◆ **Activity**: From the entries below, output the line with "assert_eq!(meter.update(&[]), LevelSample::default());" and each following line up to and including the line with "fn on_state_changed(&self, state: &RecordingState);", exactly as written.

Entries provided section start

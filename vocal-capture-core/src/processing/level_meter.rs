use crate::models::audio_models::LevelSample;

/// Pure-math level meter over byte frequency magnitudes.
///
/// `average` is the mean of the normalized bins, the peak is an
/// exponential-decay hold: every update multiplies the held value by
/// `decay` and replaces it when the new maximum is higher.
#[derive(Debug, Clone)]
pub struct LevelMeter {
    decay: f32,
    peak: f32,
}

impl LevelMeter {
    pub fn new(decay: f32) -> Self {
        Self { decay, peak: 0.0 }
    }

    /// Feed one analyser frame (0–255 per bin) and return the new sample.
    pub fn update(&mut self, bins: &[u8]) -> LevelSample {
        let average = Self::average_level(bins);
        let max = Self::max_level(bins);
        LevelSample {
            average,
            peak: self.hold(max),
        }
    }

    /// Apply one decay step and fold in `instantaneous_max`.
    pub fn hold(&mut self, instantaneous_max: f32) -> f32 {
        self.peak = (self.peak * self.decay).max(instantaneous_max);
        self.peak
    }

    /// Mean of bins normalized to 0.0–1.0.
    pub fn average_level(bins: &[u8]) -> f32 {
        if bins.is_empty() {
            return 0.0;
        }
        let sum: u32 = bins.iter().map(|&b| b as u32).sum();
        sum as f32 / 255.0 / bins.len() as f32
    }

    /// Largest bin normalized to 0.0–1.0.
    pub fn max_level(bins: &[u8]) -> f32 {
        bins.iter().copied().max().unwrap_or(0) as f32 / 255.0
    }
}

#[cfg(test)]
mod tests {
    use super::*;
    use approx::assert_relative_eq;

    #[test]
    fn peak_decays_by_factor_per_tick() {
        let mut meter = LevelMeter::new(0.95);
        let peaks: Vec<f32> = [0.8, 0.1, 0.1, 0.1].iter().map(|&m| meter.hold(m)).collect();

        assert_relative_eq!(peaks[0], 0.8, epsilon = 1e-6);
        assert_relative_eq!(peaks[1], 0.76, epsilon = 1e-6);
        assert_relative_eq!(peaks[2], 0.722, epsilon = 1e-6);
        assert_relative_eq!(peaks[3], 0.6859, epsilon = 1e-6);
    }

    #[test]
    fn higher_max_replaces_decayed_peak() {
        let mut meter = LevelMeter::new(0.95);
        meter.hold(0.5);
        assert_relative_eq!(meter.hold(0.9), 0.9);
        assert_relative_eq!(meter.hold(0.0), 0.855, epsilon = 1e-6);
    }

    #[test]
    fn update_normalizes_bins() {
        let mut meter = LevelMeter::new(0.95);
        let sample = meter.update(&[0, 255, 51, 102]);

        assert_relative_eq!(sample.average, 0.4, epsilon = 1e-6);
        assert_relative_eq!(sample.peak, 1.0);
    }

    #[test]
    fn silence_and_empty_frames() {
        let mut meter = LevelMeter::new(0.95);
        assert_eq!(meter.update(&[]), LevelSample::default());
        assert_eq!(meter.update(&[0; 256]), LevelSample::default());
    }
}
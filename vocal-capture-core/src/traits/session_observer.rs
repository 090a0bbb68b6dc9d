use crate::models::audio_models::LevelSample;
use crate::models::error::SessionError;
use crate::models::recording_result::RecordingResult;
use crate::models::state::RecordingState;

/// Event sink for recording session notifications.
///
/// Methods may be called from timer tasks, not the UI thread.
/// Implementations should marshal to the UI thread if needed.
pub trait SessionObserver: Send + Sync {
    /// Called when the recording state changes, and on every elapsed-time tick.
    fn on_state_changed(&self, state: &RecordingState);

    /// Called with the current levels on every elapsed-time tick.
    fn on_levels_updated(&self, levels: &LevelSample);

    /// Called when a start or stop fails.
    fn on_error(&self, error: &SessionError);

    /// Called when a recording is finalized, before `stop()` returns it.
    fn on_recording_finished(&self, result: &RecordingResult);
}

Entries provided section end

◆ **Completed task**:
        assert_eq!(meter.update(&[]), LevelSample::default());
        assert_eq!(meter.update(&[0; 256]), LevelSample::default());
    }
}
filename vocal-capture-core/src/traits/session_observer.rs
repository 090a0bbb68b6dc9d
use crate::models::audio_models::LevelSample;
use crate::models::error::SessionError;
use crate::models::recording_result::RecordingResult;
use crate::models::state::RecordingState;

/// Event sink for recording session notifications.
///
/// Methods may be called from timer tasks, not the UI thread.
/// Implementations should marshal to the UI thread if needed.
pub trait SessionObserver: Send + Sync {
    /// Called when the recording state changes, and on every elapsed-time tick.
    fn on_state_changed(&self, state: &RecordingState);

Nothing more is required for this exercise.